Im Radio lief inzwischen wieder Musik. "Wow, we're going to Ibiza..." Und dieses Mal schrie Letitia wütend auf. Es konnte doch nicht jeder verfluchte Sender ein so verdammt fröhliches Lied bringen. Verärgert schaltete sie den Radio ab und suchte im Türfach nach einer Kassette. Nun, dieses Auto hatte noch nicht einmal einen CD-Player. Ganz schön erbärmlich, wie Letitia fand. Aber schliesslich konnte man nur wählerisch sein, wenn man auch die finanziellen Mittel dazu hatte.

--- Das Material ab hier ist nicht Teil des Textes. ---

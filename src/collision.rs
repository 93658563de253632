//! Fotobox Gallery - Collision-Safe Naming
//!
//! One deterministic rename strategy for every move into an occupied
//! directory: an incrementing numeric suffix before the extension.

use std::path::Path;
use chrono::{DateTime, Utc};

/// Split a filename into stem and extension (extension includes no dot)
fn split_name(name: &str) -> (&str, Option<&str>) {
    let path = Path::new(name);
    let ext = path.extension().and_then(|e| e.to_str());
    let stem = path
        .file_stem()
        .and_then(|s| s.to_str())
        .unwrap_or(name);
    (stem, ext)
}

/// Join a stem and optional extension back into a filename
fn join_name(stem: &str, ext: Option<&str>) -> String {
    match ext {
        Some(ext) => format!("{stem}.{ext}"),
        None => stem.to_string(),
    }
}

/// Resolve a non-colliding name inside `target_dir`.
///
/// Returns `desired` unchanged when the slot is free, otherwise
/// `stem_1.ext`, `stem_2.ext`, ... until an unused name is found.
/// Pure with respect to a snapshot of the directory; a second process
/// creating the same name between check and move is an accepted race.
pub fn resolve_collision(target_dir: &Path, desired: &str) -> String {
    if !target_dir.join(desired).exists() {
        return desired.to_string();
    }

    let (stem, ext) = split_name(desired);
    let mut counter = 1u32;
    loop {
        let candidate = join_name(&format!("{stem}_{counter}"), ext);
        if !target_dir.join(&candidate).exists() {
            return candidate;
        }
        counter += 1;
    }
}

/// Resolve a restore target name inside a live date folder.
///
/// Restores must not shadow a photo captured since the original was
/// trashed, so the conflict suffix carries a timestamp instead of a bare
/// counter: `stem_restored_<unix-ts>.ext`. Deterministic for a given `now`.
pub fn resolve_restore_collision(target_dir: &Path, desired: &str, now: DateTime<Utc>) -> String {
    if !target_dir.join(desired).exists() {
        return desired.to_string();
    }

    let (stem, ext) = split_name(desired);
    let stamped = join_name(&format!("{stem}_restored_{}", now.timestamp()), ext);
    // The stamped name can itself be taken; fall back to the counter rule.
    resolve_collision(target_dir, &stamped)
}

#[cfg(test)]
mod tests {
    use super::*;
    use tempfile::tempdir;

    #[test]
    fn test_free_slot_passes_through() {
        let dir = tempdir().unwrap();
        assert_eq!(resolve_collision(dir.path(), "foo.jpg"), "foo.jpg");
    }

    #[test]
    fn test_numeric_suffix_increments() {
        let dir = tempdir().unwrap();
        std::fs::write(dir.path().join("foo.jpg"), b"a").unwrap();
        assert_eq!(resolve_collision(dir.path(), "foo.jpg"), "foo_1.jpg");

        std::fs::write(dir.path().join("foo_1.jpg"), b"b").unwrap();
        assert_eq!(resolve_collision(dir.path(), "foo.jpg"), "foo_2.jpg");
    }

    #[test]
    fn test_name_without_extension() {
        let dir = tempdir().unwrap();
        std::fs::write(dir.path().join("foo"), b"a").unwrap();
        assert_eq!(resolve_collision(dir.path(), "foo"), "foo_1");
    }

    #[test]
    fn test_restore_suffix_carries_timestamp() {
        let dir = tempdir().unwrap();
        let now = Utc::now();

        assert_eq!(resolve_restore_collision(dir.path(), "foo.jpg", now), "foo.jpg");

        std::fs::write(dir.path().join("foo.jpg"), b"a").unwrap();
        let resolved = resolve_restore_collision(dir.path(), "foo.jpg", now);
        assert_eq!(resolved, format!("foo_restored_{}.jpg", now.timestamp()));
    }
}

Ihre Hand ertastete eine Kassette, die sie hervor nahm. Ein zerfledderter Papierstreifen mit der Aufschrift ,Portishead' klebte darauf. Perfekt! Sie schob die Kassette in den Rekorder und drückte die Playtaste. Dann wandte sie den Blick wieder der Strasse zu. Zu ihrem Entsetzten bemerkte sie, dass sie während dieses Manövers die Fahrspur gewechselt hatte und nun rechts fuhr. Zu allem Unglück kam ihr auch noch ein wild hupendes Auto entgegen. Zu Tode erschrocken war sie nur noch zu einem Gedanken fähig: "Ich kann nicht an einem sonnigen Tag sterben." Verzweifelt riss sie das Steuer nach rechts, um die Strasse ganz zu verlassen. Um wenige Zentimeter verfehlten sich die beiden Autos.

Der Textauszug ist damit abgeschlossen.